After nearly a decade of pressure from openness advocates inside and outside of government, the Department of Energy has finally released its landmark history of the production of highly enriched uranium (HEU).
The study “was commissioned [in 1996] to facilitate discussions of HEU storage, safety, and security with stakeholders, to encourage other nations to declassify and release similar data, and to support the national policy on transparency of nuclear materials.”

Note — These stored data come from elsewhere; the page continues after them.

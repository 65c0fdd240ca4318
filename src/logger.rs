//! Connection diagnostics written through the `log` facade.

use webrtc::ice_transport::ice_candidate::RTCIceCandidate;
use webrtc::peer_connection::RTCPeerConnection;
use webrtc::stats::StatsReportType;

use crate::peer::IceCandidate;

/// Trickle-ICE candidate as soon as it shows up
pub fn dump_candidate(label: &str, cand: &RTCIceCandidate) {
    if let Ok(init) = cand.to_json() {
        log::debug!(
            "trickle {label}: candidate={} sdp_mid={:?} sdp_mline_index={:?} username_fragment={:?}",
            init.candidate,
            init.sdp_mid,
            init.sdp_mline_index,
            init.username_fragment
        );
    }
}

/// getStats snapshot of the nominated candidate pair
pub async fn dump_selected_pair(pc: &RTCPeerConnection, moment: &str) {
    let stats = pc.get_stats().await;
    for (_, report) in stats.reports {
        if let StatsReportType::CandidatePair(pair) = report {
            if pair.nominated {
                log::info!(
                    "stats {moment}: {}:{} type={:?} bytes={}/{} state={:?}",
                    pair.local_candidate_id,
                    pair.remote_candidate_id,
                    pair.stats_type,
                    pair.bytes_sent,
                    pair.bytes_received,
                    pair.state
                );
            }
        }
    }
}

#[derive(Debug, Clone, Copy, Default, PartialEq, Eq)]
pub struct CandidateSummary {
    pub host: usize,
    pub srflx: usize,
    pub relay: usize,
}

/// Counts gathered candidates by type, warning when no relay is available
pub fn analyze_candidates(candidates: &[IceCandidate]) -> CandidateSummary {
    let mut summary = CandidateSummary::default();
    for candidate in candidates {
        if candidate.candidate.contains("typ host") {
            summary.host += 1;
        } else if candidate.candidate.contains("typ srflx") {
            summary.srflx += 1;
        } else if candidate.candidate.contains("typ relay") {
            summary.relay += 1;
        }
    }

    log::info!(
        "candidate analysis: {} host, {} srflx, {} relay",
        summary.host,
        summary.srflx,
        summary.relay
    );
    if summary.relay == 0 {
        log::warn!("no TURN relay candidates gathered, connection through NAT may fail");
    }
    summary
}

#[cfg(test)]
mod tests {
    use super::*;

    fn cand(line: &str) -> IceCandidate {
        IceCandidate {
            candidate: line.to_owned(),
            sdp_mid: Some("0".into()),
            sdp_mline_index: Some(0),
            username_fragment: None,
        }
    }

    #[test]
    fn counts_by_candidate_type() {
        let summary = analyze_candidates(&[
            cand("candidate:1 1 udp 2130706431 192.168.1.2 5000 typ host"),
            cand("candidate:2 1 udp 1694498815 203.0.113.7 5001 typ srflx raddr 192.168.1.2 rport 5000"),
            cand("candidate:3 1 udp 16777215 198.51.100.1 3478 typ relay raddr 203.0.113.7 rport 5001"),
            cand("candidate:4 1 udp 2130706431 10.0.0.2 5002 typ host"),
        ]);
        assert_eq!(
            summary,
            CandidateSummary {
                host: 2,
                srflx: 1,
                relay: 1
            }
        );
    }
}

The newly released report “contains details of the U.S. HEU inventory as of September 30, 1996, and provides a historical material balance that summarizes over 50 years of U.S. activities that produced, acquired, and utilized HEU.”
“This report combines previously released data along with newly declassified information that has allowed DOE to issue, for the first time, a comprehensive report on HEU.”
“From 1945 through 1996, a total of 1,045.4 metric tons of uranium containing 859.2 metric tons of uranium-235 was produced in the United States at three facilities utilizing two different production technologies.”
“As of September 30, 1996, the total U.S. inventory of HEU was 740.7 MTU containing 620.3 MTU-235.”
Rich in detail, the 173 page report has been only minimally redacted (sanitized).
The report was released in response to a Freedom of Information Act request from the Federation of American Scientists.
See “Highly Enriched Uranium: Striking A Balance,” U.S. Department of Energy, January 2001.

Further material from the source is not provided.